Leur conclusion est un guide pour l’avenir : « Les structures souples doivent pouvoir être privilégiées et accompagnées : elles sont gages d’efficacité mais également d’économies par les mutualisations qu’elles sont susceptibles d’organiser sur la base du volontariat ».

Le dialogue et le respect sont une des conditions de la réussite des territoires de projet. Ils sont également essentiels pour la qualité des relations entre l’État et les collectivités.
Je réaffirme ce matin les propos que je tenais au Président de la République dans cette même salle, lors de la Conférence nationale des territoires, le 17 juillet dernier : il ne peut y avoir de pacte de confiance entre l’État et les collectivités territoriales sans respect réel des élus locaux !

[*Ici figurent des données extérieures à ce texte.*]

//! Error types for the MWS request engine.
//!
//! This module defines all error types that can occur while building, signing,
//! sending and paginating requests. All errors implement the standard
//! [`std::error::Error`] trait via [`thiserror::Error`].
//!
//! # Error Categories
//!
//! - **Configuration Errors** ([`MwsError::Config`], [`MwsError::MissingCredential`]):
//!   fatal, raised before any request leaves the process
//! - **Signing Errors** ([`MwsError::UnsupportedAlgorithm`])
//! - **Delivery Errors** ([`MwsError::Transport`], [`MwsError::Fixture`],
//!   [`MwsError::Overloaded`], [`MwsError::Cancelled`])
//! - **Service Errors** ([`MwsError::Http`]): the service answered with an error envelope
//! - **Response Errors** ([`MwsError::Xml`], [`MwsError::EchoMismatch`])
//!
//! # Examples
//!
//! ```
//! use mws_client::error::{MwsError, Result};
//!
//! fn require_seller(seller_id: &str) -> Result<&str> {
//!     if seller_id.is_empty() {
//!         return Err(MwsError::Config("seller_id must not be empty".to_owned()));
//!     }
//!     Ok(seller_id)
//! }
//!
//! assert!(require_seller("").is_err());
//! ```

use std::fmt;

use thiserror::Error;

use crate::xml::XmlNode;

/// Result type alias for engine operations.
///
/// All fallible functions in this crate return this type.
pub type Result<T> = std::result::Result<T, MwsError>;

/// Errors that can occur in the request engine.
///
/// Every variant is logged through `tracing` where it is produced, so callers
/// can treat the returned value as the failure signal without logging again.
#[must_use = "errors should be handled, propagated, or explicitly panicked"]
#[derive(Debug, Error)]
pub enum MwsError {
    /// Configuration could not be loaded or is invalid.
    ///
    /// Raised when the configuration file is unreadable, is not valid TOML,
    /// names an unknown store, or carries an invalid service URL.
    #[error("configuration error: {0}")]
    Config(String),

    /// The active store has no secret key, so requests cannot be signed.
    #[error("no secret key configured for store '{store}'")]
    MissingCredential {
        /// Store whose secret key is missing.
        store: String,
    },

    /// Signature method is neither `HmacSHA1` nor `HmacSHA256`.
    #[error("unsupported signature algorithm: {0}")]
    UnsupportedAlgorithm(String),

    /// Network or connection failure.
    ///
    /// Not retried automatically; only HTTP 503 responses go through the
    /// throttle retry loop.
    #[error("transport failure: {0}")]
    Transport(#[from] reqwest::Error),

    /// Replay transport could not produce a fixture.
    ///
    /// Raised when the mock queue is empty or a fixture file cannot be read.
    #[error("fixture replay failed: {0}")]
    Fixture(String),

    /// The service kept answering 503 until the retry cap or deadline was hit.
    #[error("service overloaded after {attempts} attempts")]
    Overloaded {
        /// Number of requests sent before giving up.
        attempts: u32,
    },

    /// The service returned a non-success status with an error envelope.
    #[error("service error: {0}")]
    Http(ServiceError),

    /// A response echoed a different identifier than the one requested.
    ///
    /// Kept distinct from other response errors so callers can choose to
    /// treat it as an overload signal or as a hard failure.
    #[error("response {field} mismatch: requested '{expected}', received '{actual}'")]
    EchoMismatch {
        /// Name of the echoed element (e.g. `AmazonOrderId`).
        field: String,
        /// Identifier sent in the request.
        expected: String,
        /// Identifier found in the response.
        actual: String,
    },

    /// Response body is not well-formed XML.
    #[error("malformed XML response: {0}")]
    Xml(String),

    /// The operation was cancelled through its cancellation token.
    #[error("operation cancelled")]
    Cancelled,

    /// Caller input is malformed.
    #[error("invalid input: {0}")]
    InvalidInput(String),
}

impl From<quick_xml::Error> for MwsError {
    fn from(error: quick_xml::Error) -> Self {
        Self::Xml(error.to_string())
    }
}

/// Error details parsed from the service's `ErrorResponse` envelope.
///
/// ```xml
/// <ErrorResponse xmlns="...">
///   <Error><Type>Sender</Type><Code>...</Code><Message>...</Message></Error>
///   <RequestID>...</RequestID>
/// </ErrorResponse>
/// ```
#[derive(Debug, Clone, PartialEq, Eq)]
pub struct ServiceError {
    /// HTTP status code of the response.
    pub status: u16,
    /// Error type (`Sender` or `Receiver`), if present.
    pub error_type: Option<String>,
    /// Error code, verbatim.
    pub code: String,
    /// Error message, verbatim.
    pub message: String,
    /// Request id echoed by the service, if present.
    pub request_id: Option<String>,
}

impl ServiceError {
    /// Builds a service error from a response status and body.
    ///
    /// Falls back to `Unknown` and the raw body when the body is not an
    /// error envelope, so a failure is never reported without detail.
    ///
    /// # Examples
    ///
    /// ```
    /// use mws_client::error::ServiceError;
    ///
    /// let body = "<ErrorResponse><Error><Type>Sender</Type><Code>InvalidParameter</Code>\
    ///             <Message>bad input</Message></Error><RequestID>r-1</RequestID></ErrorResponse>";
    /// let error = ServiceError::from_response(400, body);
    /// assert_eq!(error.code, "InvalidParameter");
    /// assert_eq!(error.message, "bad input");
    /// assert_eq!(error.request_id.as_deref(), Some("r-1"));
    /// ```
    #[must_use]
    pub fn from_response(status: u16, body: &str) -> Self {
        match XmlNode::parse(body) {
            Ok(root) => Self::from_envelope(status, &root),
            Err(_) => Self {
                status,
                error_type: None,
                code: "Unknown".to_owned(),
                message: body.trim().to_owned(),
                request_id: None,
            },
        }
    }

    /// Builds a service error from an already parsed envelope.
    #[must_use]
    pub fn from_envelope(status: u16, root: &XmlNode) -> Self {
        let error = root.child("Error");
        let field = |name: &str| error.and_then(|e| e.child_text(name)).map(str::to_owned);

        Self {
            status,
            error_type: field("Type"),
            code: field("Code").unwrap_or_else(|| "Unknown".to_owned()),
            message: field("Message").unwrap_or_else(|| format!("HTTP status {status}")),
            request_id: root
                .child_text("RequestID")
                .or_else(|| root.child_text("RequestId"))
                .map(str::to_owned),
        }
    }
}

impl fmt::Display for ServiceError {
    fn fmt(&self, f: &mut fmt::Formatter<'_>) -> fmt::Result {
        write!(f, "{} {}: {}", self.status, self.code, self.message)
    }
}

/// Compares an identifier echoed by the service with the requested one.
///
/// Resource parsers call this from [`PagedResource::parse_page`](crate::pagination::PagedResource::parse_page)
/// when the response repeats the identifier it was asked about.
///
/// # Errors
///
/// Returns [`MwsError::EchoMismatch`] when the identifiers differ.
///
/// # Examples
///
/// ```
/// use mws_client::error::{MwsError, check_echo};
///
/// assert!(check_echo("AmazonOrderId", "111-1", "111-1").is_ok());
/// assert!(matches!(
///     check_echo("AmazonOrderId", "111-1", "222-2"),
///     Err(MwsError::EchoMismatch { .. })
/// ));
/// ```
pub fn check_echo(field: &str, expected: &str, actual: &str) -> Result<()> {
    if expected == actual {
        return Ok(());
    }
    tracing::warn!(field, expected, actual, "echoed identifier does not match request");
    Err(MwsError::EchoMismatch {
        field: field.to_owned(),
        expected: expected.to_owned(),
        actual: actual.to_owned(),
    })
}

Le Sénat –qui est une assemblée parlementaire de plein exercice et non un Bundesrat– sera ainsi très attentif au respect de la libre administration des collectivités territoriales, garantie par l’article 72 de notre Constitution et qui inclut la liberté de gestion des personnels, ainsi qu’au respect de leur autonomie financière. Madame la Ministre, vous le savez : ce sont des lignes rouges !

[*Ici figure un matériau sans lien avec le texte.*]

//! Signature Version 2 request signing.
//!
//! The service authenticates every call with an HMAC over a canonical
//! rendering of the request:
//!
//! ```text
//! POST\n
//! mws.amazonservices.com\n
//! /Orders/2013-09-01\n
//! AWSAccessKeyId=...&Action=ListOrders&...&Timestamp=...&Version=2013-09-01
//! ```
//!
//! Parameters are sorted byte-wise by key and percent-encoded per RFC 3986,
//! so the signature never depends on insertion order.

use std::{collections::BTreeMap, fmt, str::FromStr};

use percent_encoding::{AsciiSet, NON_ALPHANUMERIC, utf8_percent_encode};

use crate::error::MwsError;

mod signer;

pub use signer::{sign, string_to_sign};

/// Signature version sent in the `SignatureVersion` parameter.
pub const SIGNATURE_VERSION: &str = "2";

/// Name of the parameter carrying the computed signature.
pub const SIGNATURE_PARAM: &str = "Signature";

/// Characters left unescaped: RFC 3986 unreserved set minus alphanumerics.
const UNRESERVED: &AsciiSet = &NON_ALPHANUMERIC.remove(b'-').remove(b'_').remove(b'.').remove(b'~');

/// Percent-encodes a value per RFC 3986.
///
/// Letters, digits and `-_.~` pass through; every other byte of the UTF-8
/// encoding becomes `%XX` with uppercase hex. Space is `%20`, never `+`.
///
/// # Examples
///
/// ```
/// use mws_client::signing::percent_encode;
///
/// assert_eq!(percent_encode("a b~c*"), "a%20b~c%2A");
/// assert_eq!(percent_encode("2024-01-01T00:00:00Z"), "2024-01-01T00%3A00%3A00Z");
/// ```
#[must_use]
pub fn percent_encode(value: &str) -> String {
    utf8_percent_encode(value, UNRESERVED).to_string()
}

/// Percent-encodes a URL path, keeping `/` separators. Empty paths become `/`.
#[must_use]
pub fn encode_path(path: &str) -> String {
    if path.is_empty() {
        return "/".to_owned();
    }
    path.split('/').map(percent_encode).collect::<Vec<_>>().join("/")
}

/// HMAC algorithm named in the `SignatureMethod` parameter.
#[derive(Debug, Clone, Copy, Default, PartialEq, Eq)]
pub enum SignatureMethod {
    /// HMAC with SHA-1.
    HmacSha1,
    /// HMAC with SHA-256.
    #[default]
    HmacSha256,
}

impl SignatureMethod {
    /// Wire name of the algorithm.
    #[must_use]
    pub const fn as_str(&self) -> &'static str {
        match self {
            Self::HmacSha1 => "HmacSHA1",
            Self::HmacSha256 => "HmacSHA256",
        }
    }
}

impl FromStr for SignatureMethod {
    type Err = MwsError;

    fn from_str(s: &str) -> Result<Self, Self::Err> {
        match s {
            "HmacSHA1" => Ok(Self::HmacSha1),
            "HmacSHA256" => Ok(Self::HmacSha256),
            other => Err(MwsError::UnsupportedAlgorithm(other.to_owned())),
        }
    }
}

impl fmt::Display for SignatureMethod {
    fn fmt(&self, f: &mut fmt::Formatter<'_>) -> fmt::Result {
        f.write_str(self.as_str())
    }
}

/// Request parameters, kept sorted by key.
///
/// Keys are unique; inserting an existing key replaces its value. Iteration
/// is always in canonical (byte-wise ascending) key order.
#[derive(Debug, Clone, Default, PartialEq, Eq)]
pub struct Parameters(BTreeMap<String, String>);

impl Parameters {
    /// Creates an empty parameter map.
    #[must_use]
    pub fn new() -> Self {
        Self::default()
    }

    /// Sets a parameter, returning the previous value.
    pub fn insert(&mut self, key: impl Into<String>, value: impl Into<String>) -> Option<String> {
        self.0.insert(key.into(), value.into())
    }

    /// Builder-style [`insert`](Self::insert).
    #[must_use]
    pub fn with(mut self, key: impl Into<String>, value: impl Into<String>) -> Self {
        self.insert(key, value);
        self
    }

    /// Removes a parameter, returning its value.
    pub fn remove(&mut self, key: &str) -> Option<String> {
        self.0.remove(key)
    }

    /// Looks up a parameter.
    #[must_use]
    pub fn get(&self, key: &str) -> Option<&str> {
        self.0.get(key).map(String::as_str)
    }

    /// Returns true if the parameter is set.
    #[must_use]
    pub fn contains(&self, key: &str) -> bool {
        self.0.contains_key(key)
    }

    /// Keeps only the parameters for which `keep` returns true.
    pub fn retain(&mut self, mut keep: impl FnMut(&str, &str) -> bool) {
        self.0.retain(|k, v| keep(k, v));
    }

    /// Removes every parameter.
    pub fn clear(&mut self) {
        self.0.clear();
    }

    /// Number of parameters.
    #[must_use]
    pub fn len(&self) -> usize {
        self.0.len()
    }

    /// Returns true if no parameters are set.
    #[must_use]
    pub fn is_empty(&self) -> bool {
        self.0.is_empty()
    }

    /// Iterates in canonical key order.
    pub fn iter(&self) -> impl Iterator<Item = (&str, &str)> {
        self.0.iter().map(|(k, v)| (k.as_str(), v.as_str()))
    }

    /// Renders `key=value` pairs in canonical order, percent-encoded and
    /// joined with `&`. Used both as the signed query string and as the
    /// form-encoded POST body.
    #[must_use]
    pub fn canonical_query(&self) -> String {
        self.iter()
            .map(|(k, v)| format!("{}={}", percent_encode(k), percent_encode(v)))
            .collect::<Vec<_>>()
            .join("&")
    }
}

impl<K: Into<String>, V: Into<String>> FromIterator<(K, V)> for Parameters {
    fn from_iter<I: IntoIterator<Item = (K, V)>>(iter: I) -> Self {
        Self(iter.into_iter().map(|(k, v)| (k.into(), v.into())).collect())
    }
}

impl<K: Into<String>, V: Into<String>> Extend<(K, V)> for Parameters {
    fn extend<I: IntoIterator<Item = (K, V)>>(&mut self, iter: I) {
        self.0.extend(iter.into_iter().map(|(k, v)| (k.into(), v.into())));
    }
}

#[cfg(test)]
mod tests;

La confiance ne se décrète pas, elle se prouve par les actes.

Monsieur le Président vous avez évoqué la circulaire sur le recadrage du financement des territoires à énergie positive, le gel des dotations et d’autres points encore.

L’État ne peut pas demander un jour à des élus et à des acteurs locaux de proposer des projets et de s’engager, puis, le lendemain, leur tirer le tapis sous les pieds sans une vraie concertation. L’État doit crédibiliser sa parole envers les territoires et cela nécessite donc dialogue et respect !

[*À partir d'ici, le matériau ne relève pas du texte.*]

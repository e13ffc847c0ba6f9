//! Retry bounds and error classification.
//!
//! The service signals overload with HTTP 503 and expects the caller to wait
//! and resend. How long to wait is per operation ([`ThrottleConfig`]); how
//! many times to try, or for how long, is the caller's [`RetryPolicy`].
//!
//! [`ThrottleConfig`]: super::ThrottleConfig

use std::time::Duration;

use crate::MwsError;

/// Bounds on the throttle retry loop.
///
/// The default is unbounded: a throttled request is resent until the
/// service accepts it or the caller cancels.
///
/// # Examples
///
/// ```
/// use std::time::Duration;
///
/// use mws_client::reliability::RetryPolicy;
///
/// let policy = RetryPolicy::unbounded();
/// assert!(policy.allows_attempt(1_000));
///
/// let capped = RetryPolicy::with_max_attempts(3).deadline(Duration::from_secs(60));
/// assert!(capped.allows_attempt(3));
/// assert!(!capped.allows_attempt(4));
/// ```
#[derive(Debug, Clone, Copy, Default, PartialEq, Eq)]
pub struct RetryPolicy {
    /// Maximum number of requests per call, including the first.
    pub max_attempts: Option<u32>,
    /// Maximum time from the first attempt, sleeps included.
    pub deadline: Option<Duration>,
}

impl RetryPolicy {
    /// Retries forever.
    #[must_use]
    pub const fn unbounded() -> Self {
        Self { max_attempts: None, deadline: None }
    }

    /// Caps the number of attempts.
    #[must_use]
    pub const fn with_max_attempts(max_attempts: u32) -> Self {
        Self { max_attempts: Some(max_attempts), deadline: None }
    }

    /// Adds a deadline.
    #[must_use]
    pub const fn deadline(mut self, deadline: Duration) -> Self {
        self.deadline = Some(deadline);
        self
    }

    /// Whether attempt number `attempt` (1-based) may be sent.
    #[must_use]
    pub fn allows_attempt(&self, attempt: u32) -> bool {
        self.max_attempts.is_none_or(|max| attempt <= max)
    }

    /// Whether sleeping `next_sleep` after `elapsed` would pass the deadline.
    #[must_use]
    pub fn exceeds_deadline(&self, elapsed: Duration, next_sleep: Duration) -> bool {
        self.deadline.is_some_and(|deadline| elapsed.saturating_add(next_sleep) > deadline)
    }
}

/// Determines if an error is worth retrying later.
///
/// Returns `true` for exhausted throttle retries and for transient network
/// failures (timeouts, refused connections). Everything else is a
/// permanent failure that a retry would only repeat.
///
/// # Examples
///
/// ```
/// use mws_client::{MwsError, reliability::is_retryable};
///
/// assert!(is_retryable(&MwsError::Overloaded { attempts: 5 }));
/// assert!(!is_retryable(&MwsError::MissingCredential { store: "main".into() }));
/// assert!(!is_retryable(&MwsError::Cancelled));
/// ```
#[must_use]
#[allow(
    clippy::match_same_arms,
    reason = "arms grouped by failure source"
)]
pub fn is_retryable(error: &MwsError) -> bool {
    match error {
        MwsError::Overloaded { .. } => true,
        MwsError::Transport(e) => e.is_timeout() || e.is_connect(),
        // The service rejected the request itself
        MwsError::Http(_) | MwsError::EchoMismatch { .. } | MwsError::Xml(_) => false,
        // Local problems that a retry cannot fix
        MwsError::Config(_)
        | MwsError::MissingCredential { .. }
        | MwsError::UnsupportedAlgorithm(_)
        | MwsError::Fixture(_)
        | MwsError::InvalidInput(_) => false,
        MwsError::Cancelled => false,
    }
}
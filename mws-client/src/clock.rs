//! Time source and sleeper used by request signing and throttle waits.
//!
//! Production code uses [`SystemClock`]. [`ManualClock`] never blocks: each
//! sleep advances its notion of "now" and is recorded, so throttle behaviour
//! can be asserted without waiting.

#[allow(
    redundant_imports,
    reason = "Future needed for RPITIT despite being in Edition 2024 prelude"
)]
use std::future::Future;
use std::{
    sync::{Mutex, PoisonError},
    time::Duration,
};

use chrono::{DateTime, Utc};

/// Source of the current time and of delays.
pub trait Clock: Send + Sync {
    /// Current UTC time.
    fn now(&self) -> DateTime<Utc>;

    /// Waits for `duration`.
    fn sleep(&self, duration: Duration) -> impl Future<Output = ()> + Send;
}

/// Wall clock backed by `chrono` and `tokio::time`.
#[derive(Debug, Clone, Copy, Default)]
pub struct SystemClock;

impl Clock for SystemClock {
    fn now(&self) -> DateTime<Utc> {
        Utc::now()
    }

    async fn sleep(&self, duration: Duration) {
        tokio::time::sleep(duration).await;
    }
}

/// Deterministic clock for tests and replays.
///
/// # Examples
///
/// ```
/// use std::time::Duration;
///
/// use mws_client::clock::{Clock, ManualClock};
///
/// # async fn example() {
/// let clock = ManualClock::default();
/// let start = clock.now();
/// clock.sleep(Duration::from_secs(5)).await;
/// assert_eq!(clock.total_slept(), Duration::from_secs(5));
/// assert_eq!((clock.now() - start).num_seconds(), 5);
/// # }
/// ```
#[derive(Debug)]
pub struct ManualClock {
    now: Mutex<DateTime<Utc>>,
    sleeps: Mutex<Vec<Duration>>,
}

impl ManualClock {
    /// Creates a clock frozen at `now`.
    #[must_use]
    pub fn new(now: DateTime<Utc>) -> Self {
        Self { now: Mutex::new(now), sleeps: Mutex::new(Vec::new()) }
    }

    /// Moves the clock forward without recording a sleep.
    pub fn advance(&self, by: Duration) {
        let mut now = self.now.lock().unwrap_or_else(PoisonError::into_inner);
        *now += chrono::Duration::from_std(by).unwrap_or(chrono::Duration::MAX);
    }

    /// Every sleep requested so far, in order.
    #[must_use]
    pub fn sleeps(&self) -> Vec<Duration> {
        self.sleeps.lock().unwrap_or_else(PoisonError::into_inner).clone()
    }

    /// Sum of all requested sleeps.
    #[must_use]
    pub fn total_slept(&self) -> Duration {
        self.sleeps().iter().sum()
    }
}

impl Default for ManualClock {
    fn default() -> Self {
        Self::new(DateTime::<Utc>::UNIX_EPOCH)
    }
}

impl Clock for ManualClock {
    fn now(&self) -> DateTime<Utc> {
        *self.now.lock().unwrap_or_else(PoisonError::into_inner)
    }

    async fn sleep(&self, duration: Duration) {
        self.sleeps.lock().unwrap_or_else(PoisonError::into_inner).push(duration);
        self.advance(duration);
    }
}

impl<C: Clock> Clock for &C {
    fn now(&self) -> DateTime<Utc> {
        (**self).now()
    }

    fn sleep(&self, duration: Duration) -> impl Future<Output = ()> + Send {
        (**self).sleep(duration)
    }
}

Le Sénat souhaite contribuer à réinstaurer de la confiance et du respect dans les relations entre l’État et les collectivités territoriales. C’est l’intérêt supérieur de notre pays et les réformes nécessaires pour notre pays ne peuvent se faire sans ou contre les collectivités territoriales.

Le Sénat renforcera ses liens avec les élus locaux qui sont les vigies de notre République. C’est essentiel pour maintenir un bon équilibre entre démocratie territoriale et démocratie parlementaire, dans le contexte du non cumul des mandats.

Il nous faut ainsi imaginer un nouveau mode de relation qui soit tout aussi solide, peut-être même encore plus fort qu’auparavant. Nous devons donc innover et nous le ferons :

* Nous avons mis en place une mission d’assistance juridique que les élus locaux peuvent saisir au travers des sénateurs ;
* La mission de suivi des lois de réformes territoriales que nous avons créée sera maintenue : elle sera force d’évaluation et de propositions en tenant compte des expérimentations que vous menez ;
* Le Sénat consultera davantage les élus locaux sur des sujets très concrets, notamment en matière de simplification des normes mais pas que cela.

Le Sénat sera toujours la maison des collectivités territoriales, tout comme celle des libertés individuelles et collectives, c’est « l’équilibre des pouvoirs », nous sommes l’une des deux chambres et de plein exercice du Parlement. Il est votre maison, celle qui est attentive aux initiatives des territoires, comme ce matin.

Je vous souhaite une excellente conférence !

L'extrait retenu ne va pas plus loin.